Um Aufmerksamkeit zu erregen, um Neugier zu wecken und um Spannung zu erzeugen, wurden die „Echten Wolltaten!“ zunächst guerillia-artig inkognito angebracht, also ohne ihre Urheberschaft aufzudecken. Damit in der Bevölkerung aber keine Vorbehalte entstanden, war es nötig, textile Gestal-tungselemente zu finden, die eine hohe Akzeptanz haben.

 

Dieses Kriterium erfüllen Pompons, auch Bommel genannt. Sie wirken sympatisch, kindlich, naiv. Sie erinnern an Bommelmützen und Kindertage. Ihre wollige Botschaft ist völlig aggressionsfrei. Aus diesem Grund sind sie im besonderen Maß geeignet, Freude zu verbreiten.

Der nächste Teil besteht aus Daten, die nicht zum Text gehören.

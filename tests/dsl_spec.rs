use std::fs;
use std::path::{Path, PathBuf};

use dsl_dict::dsl::builder::build_index_file;
use dsl_dict::dsl::{collect_dictionary_files, make_dictionaries};
use dsl_dict::{CancelFlag, DslConfig, DslDictionary};

fn utf16le_bytes(text: &str) -> Vec<u8> {
    let mut out = vec![0xff, 0xfe];
    for unit in text.encode_utf16() {
        out.extend_from_slice(&unit.to_le_bytes());
    }
    out
}

fn write_utf16le(path: &Path, text: &str) {
    fs::write(path, utf16le_bytes(text)).expect("write source");
}

fn open_single(dir: &Path, main: &Path, config: &DslConfig) -> DslDictionary {
    let indices = dir.join("indices");
    let mut dicts = make_dictionaries(&[main.to_path_buf()], &indices, config).expect("build");
    assert_eq!(dicts.len(), 1, "expected exactly one dictionary");
    dicts.pop().unwrap()
}

fn article_html(dict: &DslDictionary, word: &str) -> String {
    dict.get_article(word, &[], false, &CancelFlag::new())
        .expect("get_article")
        .expect("not cancelled")
}

#[test]
fn simple_article_is_indexed_loaded_and_rendered() {
    let dir = tempfile::tempdir().unwrap();
    let main = dir.path().join("test.dsl");
    write_utf16le(
        &main,
        "#NAME \"Test\"\n#INDEX_LANGUAGE \"English\"\ncat\n\tThe [i]cat[/i].\n",
    );

    let dict = open_single(dir.path(), &main, &DslConfig::default());
    assert_eq!(dict.name(), "Test");
    assert_eq!(dict.article_count(), 1);
    assert_eq!(dict.word_count(), 1);

    let links = dict.find_articles("cat", false).unwrap();
    assert_eq!(links.len(), 1);
    assert_eq!(links[0].word, "cat");

    let html = article_html(&dict, "cat");
    assert!(html.contains("<i class=\"dsl_i\">cat</i>"), "{}", html);
    assert!(html.contains("dsl_headwords"));
    assert!(html.contains("dsl_definition"));
}

#[test]
fn optional_parts_produce_both_keys_and_tilde_value() {
    let dir = tempfile::tempdir().unwrap();
    let main = dir.path().join("dogs.dsl");
    write_utf16le(&main, "#NAME \"Dogs\"\ndog(s)\n\t~ bark.\n");

    let dict = open_single(dir.path(), &main, &DslConfig::default());

    // Both alternatives index the same article.
    let plural = dict.find_articles("dogs", false).unwrap();
    let singular = dict.find_articles("dog", false).unwrap();
    assert_eq!(plural.len(), 1);
    assert_eq!(singular.len(), 1);
    assert_eq!(plural[0].article_offset, singular[0].article_offset);
    assert_eq!(dict.word_count(), 2);

    // The tilde value is the first optional alternative.
    let html = article_html(&dict, "dog");
    assert!(html.contains("dogs bark."), "{}", html);
}

#[test]
fn embedded_card_gets_its_own_entry() {
    let dir = tempfile::tempdir().unwrap();
    let main = dir.path().join("birds.dsl");
    write_utf16le(
        &main,
        "#NAME \"Birds\"\nbird\n\tsomething\n\t@robin\n\t\tred-breasted\n",
    );

    let dict = open_single(dir.path(), &main, &DslConfig::default());
    // One parent article plus one embedded card.
    assert_eq!(dict.article_count(), 2);

    let links = dict.find_articles("robin", false).unwrap();
    assert_eq!(links.len(), 1);

    let html = article_html(&dict, "robin");
    assert!(html.contains("red-breasted"), "{}", html);
    assert!(!html.contains("something"), "{}", html);

    let parent = article_html(&dict, "bird");
    assert!(parent.contains("something"), "{}", parent);
}

#[test]
fn encoding_directive_round_trips() {
    let dir = tempfile::tempdir().unwrap();
    let main = dir.path().join("umlaut.dsl");
    fs::write(
        &main,
        "#ENCODING \"UTF-8\"\n#NAME \"Umlaut\"\nwört\n\tDas [b]wört[/b] schön.\n".as_bytes(),
    )
    .unwrap();

    let dict = open_single(dir.path(), &main, &DslConfig::default());
    let links = dict.find_articles("wört", false).unwrap();
    assert_eq!(links.len(), 1);

    // Article bytes are re-decoded as UTF-8 at load time.
    let html = article_html(&dict, "wört");
    assert!(html.contains("schön"), "{}", html);
    assert!(html.contains("<b class=\"dsl_b\">wört</b>"), "{}", html);
}

#[test]
fn missing_sound_resource_uses_search_host() {
    let dir = tempfile::tempdir().unwrap();
    let main = dir.path().join("sounds.dsl");
    write_utf16le(&main, "#NAME \"Sounds\"\nbark\n\t[s]bark.wav[/s]\n");

    let dict = open_single(dir.path(), &main, &DslConfig::default());
    let html = article_html(&dict, "bark");
    assert!(html.contains("gdau://search/bark.wav"), "{}", html);
}

#[test]
fn over_long_alt_headword_is_dropped_but_siblings_survive() {
    let dir = tempfile::tempdir().unwrap();
    let main = dir.path().join("long.dsl");
    let long_alt: String = std::iter::repeat('x').take(300).collect();
    write_utf16le(
        &main,
        &format!("#NAME \"Long\"\nshortword\n{}\ncat\n\tbody text\n", long_alt),
    );

    let dict = open_single(dir.path(), &main, &DslConfig::default());

    assert!(dict.find_articles(&long_alt, false).unwrap().is_empty());
    let by_sibling = dict.find_articles("cat", false).unwrap();
    assert_eq!(by_sibling.len(), 1);
    let by_first = dict.find_articles("shortword", false).unwrap();
    assert_eq!(by_first.len(), 1);
    assert_eq!(by_sibling[0].article_offset, by_first[0].article_offset);
}

#[test]
fn abbreviation_companion_becomes_tooltips() {
    let dir = tempfile::tempdir().unwrap();
    let main = dir.path().join("gram.dsl");
    write_utf16le(&main, "#NAME \"Gram\"\nword\n\t[p]n[/p] thing\n");
    let abrv = dir.path().join("gram_abrv.dsl");
    write_utf16le(&abrv, "#NAME \"Abbrev\"\nn\n\tnoun\n");

    let files = collect_dictionary_files(&main).expect("main recognized");
    assert_eq!(files.abrv.as_deref(), Some(abrv.as_path()));

    let dict = open_single(dir.path(), &main, &DslConfig::default());
    let html = article_html(&dict, "word");
    assert!(
        html.contains("<span class=\"dsl_p\" title=\"noun\">n</span>"),
        "{}",
        html
    );
}

#[test]
fn abrv_companion_is_not_a_top_level_dictionary() {
    let dir = tempfile::tempdir().unwrap();
    let main = dir.path().join("x_abrv.dsl");
    write_utf16le(&main, "#NAME \"X Abbrev\"\nn\n\tnoun\n");

    let indices = dir.path().join("indices");
    let dicts =
        make_dictionaries(&[main.clone()], &indices, &DslConfig::default()).expect("scan");
    assert!(dicts.is_empty());
}

#[test]
fn rebuild_is_byte_identical() {
    let dir = tempfile::tempdir().unwrap();
    let main = dir.path().join("stable.dsl");
    write_utf16le(
        &main,
        "#NAME \"Stable\"\nalpha\n\tfirst\nbeta\ngamma\n\tsecond ~ body\n",
    );

    let first_index = dir.path().join("index1");
    let second_index = dir.path().join("index2");
    let config = DslConfig::default();
    build_index_file(&main, None, None, &first_index, &config)
        .unwrap()
        .expect("built");
    build_index_file(&main, None, None, &second_index, &config)
        .unwrap()
        .expect("built");

    let a = fs::read(&first_index).unwrap();
    let b = fs::read(&second_index).unwrap();
    assert_eq!(a, b, "index files differ between identical rebuilds");
}

#[test]
fn multiple_headwords_share_one_article() {
    let dir = tempfile::tempdir().unwrap();
    let main = dir.path().join("alts.dsl");
    write_utf16le(&main, "#NAME \"Alts\"\ncat\nfeline\n~s\n\tThe body.\n");

    let dict = open_single(dir.path(), &main, &DslConfig::default());
    assert_eq!(dict.article_count(), 1);
    assert_eq!(dict.word_count(), 3);

    let cat = dict.find_articles("cat", false).unwrap();
    let feline = dict.find_articles("feline", false).unwrap();
    // "~s" expands against the first headword.
    let cats = dict.find_articles("cats", false).unwrap();
    assert_eq!(cat.len(), 1);
    assert_eq!(feline.len(), 1);
    assert_eq!(cats.len(), 1);
    assert_eq!(cat[0].article_offset, feline[0].article_offset);
    assert_eq!(cat[0].article_offset, cats[0].article_offset);

    let html = article_html(&dict, "feline");
    assert!(html.contains("The body."), "{}", html);
}

#[test]
fn prefix_search_returns_matches_in_order() {
    let dir = tempfile::tempdir().unwrap();
    let main = dir.path().join("many.dsl");
    let mut source = String::from("#NAME \"Many\"\n");
    for i in 0..40 {
        source.push_str(&format!("word{:02}\n\tbody {}\n", i, i));
    }
    source.push_str("zzz\n\tlast\n");
    write_utf16le(&main, &source);

    let dict = open_single(dir.path(), &main, &DslConfig::default());
    let hits = dict.get_search_results("word", 100).unwrap();
    assert_eq!(hits.len(), 40);
    assert_eq!(hits[0].word, "word00");
    let capped = dict.get_search_results("word", 5).unwrap();
    assert_eq!(capped.len(), 5);
}

#[test]
fn cancelled_request_returns_no_data_and_no_error() {
    let dir = tempfile::tempdir().unwrap();
    let main = dir.path().join("c.dsl");
    write_utf16le(&main, "#NAME \"C\"\ncat\n\tbody\n");

    let dict = open_single(dir.path(), &main, &DslConfig::default());
    let cancel = CancelFlag::new();
    cancel.cancel();
    let result = dict.get_article("cat", &[], false, &cancel).unwrap();
    assert!(result.is_none());
    let resource = dict.get_resource("bark.wav", &cancel).unwrap();
    assert!(resource.is_none());
}

#[test]
fn index_survives_reopen_without_rebuild() {
    let dir = tempfile::tempdir().unwrap();
    let main = dir.path().join("keep.dsl");
    write_utf16le(&main, "#NAME \"Keep\"\ncat\n\tbody\n");

    let indices = dir.path().join("indices");
    let config = DslConfig::default();
    {
        let dicts = make_dictionaries(&[main.clone()], &indices, &config).unwrap();
        assert_eq!(dicts.len(), 1);
    }
    // Second discovery run must reuse the index and still serve requests.
    let dicts = make_dictionaries(&[main.clone()], &indices, &config).unwrap();
    assert_eq!(dicts.len(), 1);
    let html = article_html(&dicts[0], "cat");
    assert!(html.contains("body"));
}

#[test]
fn article_text_is_plain() {
    let dir = tempfile::tempdir().unwrap();
    let main = dir.path().join("plain.dsl");
    write_utf16le(
        &main,
        "#NAME \"Plain\"\nrun\n\t[m1][trn]to [i]move[/i] fast[/trn][/m1]\n",
    );

    let dict = open_single(dir.path(), &main, &DslConfig::default());
    let links = dict.find_articles("run", false).unwrap();
    let (headword, text) = dict.get_article_text(links[0].article_offset).unwrap();
    assert_eq!(headword, "run");
    assert!(text.contains("to move fast"), "{:?}", text);
    assert!(!text.contains('['), "{:?}", text);
}

#[test]
fn resources_are_served_from_sibling_directory() {
    let dir = tempfile::tempdir().unwrap();
    let main = dir.path().join("res.dsl");
    write_utf16le(&main, "#NAME \"Res\"\ncat\n\t[s]meow.wav[/s]\n");
    let res_dir = dir.path().join("res.dsl.files");
    fs::create_dir(&res_dir).unwrap();
    fs::write(res_dir.join("meow.wav"), b"RIFF....").unwrap();

    let dict = open_single(dir.path(), &main, &DslConfig::default());

    // With the file present the URL references this dictionary, not the
    // global search host.
    let html = article_html(&dict, "cat");
    assert!(html.contains(&format!("gdau://{}/meow.wav", dict.id())), "{}", html);

    let data = dict
        .get_resource("meow.wav", &CancelFlag::new())
        .unwrap()
        .expect("not cancelled");
    assert_eq!(data, b"RIFF....");
}

fn stem_paths(dir: &Path) -> Vec<PathBuf> {
    fs::read_dir(dir)
        .unwrap()
        .flatten()
        .map(|e| e.path())
        .collect()
}

#[test]
fn concurrent_requests_share_one_dictionary() {
    use std::sync::Arc;

    let dir = tempfile::tempdir().unwrap();
    let main = dir.path().join("par.dsl");
    let mut source = String::from("#NAME \"Par\"\n");
    for i in 0..25 {
        source.push_str(&format!("entry{:02}\n\tdefinition number {}\n", i, i));
    }
    write_utf16le(&main, &source);

    let dict = Arc::new(open_single(dir.path(), &main, &DslConfig::default()));

    let mut handles = Vec::new();
    for t in 0..4 {
        let dict = Arc::clone(&dict);
        handles.push(std::thread::spawn(move || {
            for i in 0..25 {
                let word = format!("entry{:02}", (i + t * 7) % 25);
                let html = dict
                    .get_article(&word, &[], false, &CancelFlag::new())
                    .expect("request")
                    .expect("not cancelled");
                assert!(html.contains("definition number"), "{}", html);
            }
        }));
    }
    for handle in handles {
        handle.join().expect("worker");
    }
}

#[test]
fn garbage_and_comments_do_not_break_the_build() {
    let dir = tempfile::tempdir().unwrap();
    let main = dir.path().join("messy.dsl");
    write_utf16le(
        &main,
        "#NAME \"Messy\"\n{{a comment\nspanning lines}}cat\n\tThe body. {{inline}}\n   \ndog\n\tbodies\n",
    );

    let dict = open_single(dir.path(), &main, &DslConfig::default());
    assert_eq!(dict.article_count(), 2);
    let html = article_html(&dict, "cat");
    assert!(html.contains("The body."), "{}", html);
    assert!(!html.contains("inline"), "{}", html);
    // Nothing beyond the expected files was created next to the source.
    assert!(stem_paths(dir.path()).len() >= 2);
}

Für die verschiedenen „Wolltaten“ arbeiteten jeweils drei bis sechs Schülerinnen und Schüler der 9. Jahrgangsstufe zusammen. Sie entwickelten ein auf die konkrete ästhetische Situation der auszuzeichnenden Institution abgestimmtes Gestaltungskonzept. Fotos der Situationen vor Ort halfen ihnen bei der Planung. So brachten die „Echten Wolltaten!“ eine Vielzahl an ganz verschiedenen Gestaltungsansätzen hervor: Einzeln gehängt schmückten Bommel als Weihnachtsbaum-kugeln eine Blaufichte vor der Polizeistation, in Reihe gehängt formierten sie sich zu einem regenbogenfarbigen Band am Treppenaufgang zum Ökumenischen Kirchenzentrum oder bildeten als Formkomplex bildhafte Symbole wie z. B. ein Herz für den Tierschutzverein. Teils griffen sie die am Ort dominierende Farbe auf und verstärkten sie durch weitere farblich abgestimmte Pompons oder sie setzten der örtlichen Tristess einfach einmal eine kontrastfarbige Buntheit entgegen.

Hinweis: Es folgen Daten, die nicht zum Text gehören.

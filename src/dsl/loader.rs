//! Article loading: walks a decoded article's headword lines to find the
//! one matching the request, and splits off the body.

use super::folding;
use super::markup;

/// Result of resolving an article against a requested headword.
#[derive(Debug, Clone, PartialEq, Eq)]
pub struct LoadedArticle {
    /// First headword after unsorted-part removal and optional-part
    /// expansion (first alternative); substituted for `~` in the body.
    pub tilde_value: String,
    /// Raw (pre-folding, post-unsorted-strip) form of the matched
    /// headword, or the fallback described in the module docs.
    pub displayed_headword: String,
    /// Ordinal of the matched headword among this article's headwords.
    pub headword_index: u32,
    /// Everything after the headword lines.
    pub body: String,
}

/// Resolve `article_data` (decoded article text, comments already
/// stripped) against `requested_folded` (the case-folded request).
///
/// Embedded cards are recognized by their leading DSL whitespace; their
/// headword lines carry `@` markers that are peeled off here. When no
/// headword alternative matches, the displayed headword falls back to the
/// tilde value, or to the request itself for embedded cards.
pub fn resolve_article(
    article_data: &str,
    requested_folded: &str,
    ignore_diacritics: bool,
) -> LoadedArticle {
    let chars: Vec<char> = article_data.chars().collect();

    let mut tilde_value = String::new();
    let mut tilde_with_unsorted = String::new();
    let mut displayed_headword = String::new();
    let mut headword_index: u32 = 0;

    let mut pos = 0usize;
    let mut had_first_headword = false;
    let mut found_displayed = false;

    let insided_card = chars.first().map(|&c| markup::is_dsl_ws(c)).unwrap_or(false);

    let requested_for_match = if ignore_diacritics {
        folding::apply_diacritics_only(folding::trim_whitespace(requested_folded))
    } else {
        folding::trim_whitespace(requested_folded).to_string()
    };

    loop {
        let begin = pos;
        pos = find_line_end(&chars, begin);

        if !found_displayed {
            let mut raw_headword: String = chars[begin..pos].iter().collect();

            if insided_card
                && !raw_headword.is_empty()
                && raw_headword.starts_with(|c| markup::is_dsl_ws(c))
            {
                // Headword line of the embedded card: peel off the `@`.
                raw_headword = match raw_headword.find('@') {
                    Some(at) => {
                        let head = folding::trim_whitespace(&raw_headword[at + 1..]).to_string();
                        // A tilde here was expanded against the parent at
                        // indexing time; without the parent it cannot be
                        // reproduced, so the line is skipped.
                        if contains_unescaped_tilde(&head) {
                            String::new()
                        } else {
                            head
                        }
                    }
                    None => raw_headword,
                };
            }

            if !raw_headword.is_empty() {
                if !had_first_headword {
                    let alternatives = markup::expand_optional_parts(&raw_headword);
                    let first = alternatives
                        .into_iter()
                        .next()
                        .unwrap_or_else(|| raw_headword.clone());
                    tilde_with_unsorted = first.clone();
                    tilde_value = markup::process_unsorted_parts(&first, false);
                }

                let mut candidate = raw_headword.clone();
                if had_first_headword {
                    candidate = markup::expand_tildes(&candidate, &tilde_with_unsorted);
                }
                candidate = markup::process_unsorted_parts(&candidate, true);
                candidate = folding::apply_simple_case_only(&candidate);

                for alternative in markup::expand_optional_parts(&candidate) {
                    let normalized =
                        markup::normalize_headword(&markup::unescape_dsl(&alternative));
                    let matches = if ignore_diacritics {
                        folding::apply_diacritics_only(folding::trim_whitespace(&normalized))
                            == requested_for_match
                    } else {
                        folding::trim_whitespace(&normalized) == requested_for_match
                    };

                    if matches {
                        // Build the displayed headword from the raw form.
                        let mut displayed = raw_headword.clone();
                        if had_first_headword {
                            displayed = markup::expand_tildes(&displayed, &tilde_with_unsorted);
                        }
                        displayed_headword = markup::process_unsorted_parts(&displayed, false);
                        found_displayed = true;
                        break;
                    }
                }

                if !found_displayed {
                    headword_index += 1;
                    had_first_headword = true;
                }
            }
        }

        if pos == chars.len() {
            break;
        }

        // Skip the \r / \n / \r\n terminator.
        if chars[pos] == '\r' {
            pos += 1;
        }
        if pos != chars.len() && chars[pos] == '\n' {
            pos += 1;
        }
        if pos == chars.len() {
            break;
        }

        if markup::is_dsl_ws(chars[pos]) {
            if insided_card {
                // Another `@` headword line keeps us in the headword run;
                // anything else starts the body.
                let line_end = find_line_end(&chars, pos);
                let line: String = chars[pos..line_end].iter().collect();
                if !markup::is_at_sign_first(&line) {
                    break;
                }
            } else {
                break;
            }
        }
    }

    if !found_displayed {
        displayed_headword = if insided_card {
            requested_folded.to_string()
        } else {
            tilde_value.clone()
        };
    }

    let body = if pos != chars.len() {
        chars[pos..].iter().collect()
    } else {
        String::new()
    };

    LoadedArticle {
        tilde_value,
        displayed_headword,
        headword_index,
        body,
    }
}

fn find_line_end(chars: &[char], from: usize) -> usize {
    chars[from..]
        .iter()
        .position(|&c| c == '\n' || c == '\r')
        .map(|p| from + p)
        .unwrap_or(chars.len())
}

fn contains_unescaped_tilde(s: &str) -> bool {
    let mut chars = s.chars();
    while let Some(c) = chars.next() {
        match c {
            '\\' => {
                chars.next();
            }
            '~' => return true,
            _ => {}
        }
    }
    false
}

Jede Kleingruppe der Neuntklässler war an einem anderen Adventstag nach Unterrichtsschluss und auch an den Wochenenden für die Installation ihrer Objekte vor Ort verantwortlich. Alles wurde leicht reversibel durch Bänder und Garne montiert, um nichts zu beschädigen und um niemanden zu verärgern.

Starke weiche Botschaft

Für die Dokumentation und die täglichen Zeitungsberichte wurden natürlich sofort Fotos von den Installationen gemacht, da anzunehmen war, dass einige Objekte fremde Liebhaber finden könnten. Und so war es teilweise auch: An etwas abgelegenen Stellen wurden einzelne Bommel recht schnell zu Sammler-Trophäen, aber nie erlebten wir bösartigen Vanda-lismus. Selbst „Bommel-Blumen“, die mitten auf dem Gehweg im Asphalt steckten, hielten sich lange. Andere Installationen sind aber auch noch Monate später an den Gebäuden zu finden und werden stolz und liebevoll von den Einrichtungen bewahrt.

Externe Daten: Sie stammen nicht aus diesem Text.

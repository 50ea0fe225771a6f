//! Case, diacritic and whitespace folding primitives for headword keys.

use unicode_normalization::char::is_combining_mark;
use unicode_normalization::UnicodeNormalization;

/// Version of the folding algorithm; participates in the index format
/// version so folding changes invalidate existing indexes.
pub const VERSION: u32 = 2;

/// Lowercase every character, without locale-specific special casing.
pub fn apply_simple_case_only(s: &str) -> String {
    s.chars().flat_map(char::to_lowercase).collect()
}

/// Decompose and drop combining marks, turning "café" into "cafe".
pub fn apply_diacritics_only(s: &str) -> String {
    s.nfd().filter(|c| !is_combining_mark(*c)).collect()
}

/// Remove all whitespace characters.
pub fn apply_whitespace_only(s: &str) -> String {
    s.chars().filter(|c| !c.is_whitespace()).collect()
}

/// Case folding plus diacritic stripping; this is the form stored as the
/// B-tree key.
pub fn fold_key(s: &str) -> String {
    apply_diacritics_only(&apply_simple_case_only(s))
}

/// Strip enclosing Unicode whitespace.
pub fn trim_whitespace(s: &str) -> &str {
    s.trim_matches(|c: char| c.is_whitespace())
}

Fast ohne Worte ist die Symbolhaftigkeit der kuschligen Gestaltungen durch die Botschaft ihres Materials, durch ihre Farben und ihre Fröhlichkeit verstanden worden. Textil-Graffitis stehen bildhaft für Zuwendung, Fürsorge, Wertschätzung und Achtsamkeit. Und so fanden die „Echten Wolltaten!“ durchweg positive Zustimmung, sowohl bei den ausgezeichneten sozialen Institutionen als auch bei Passanten und Zeitungslesern, von denen viele täglich freudig gespannt die Aktionen der geheimen „Wolltäter“ verfolgten.

Dieser außergewöhnliche Adventskalender lenkte den Blick in der vorweihnachtlichen Zeit auf das soziale Miteinander und brachte etwas emotionale Wärme ins winterliche Sauerland. Die echte Freude der Ausgezeichneten und der große Zuspruch in der Bevölkerung machten den Advent 2012 zu etwas ganz Besonderem im Schulleben der St. Walburga Realschule.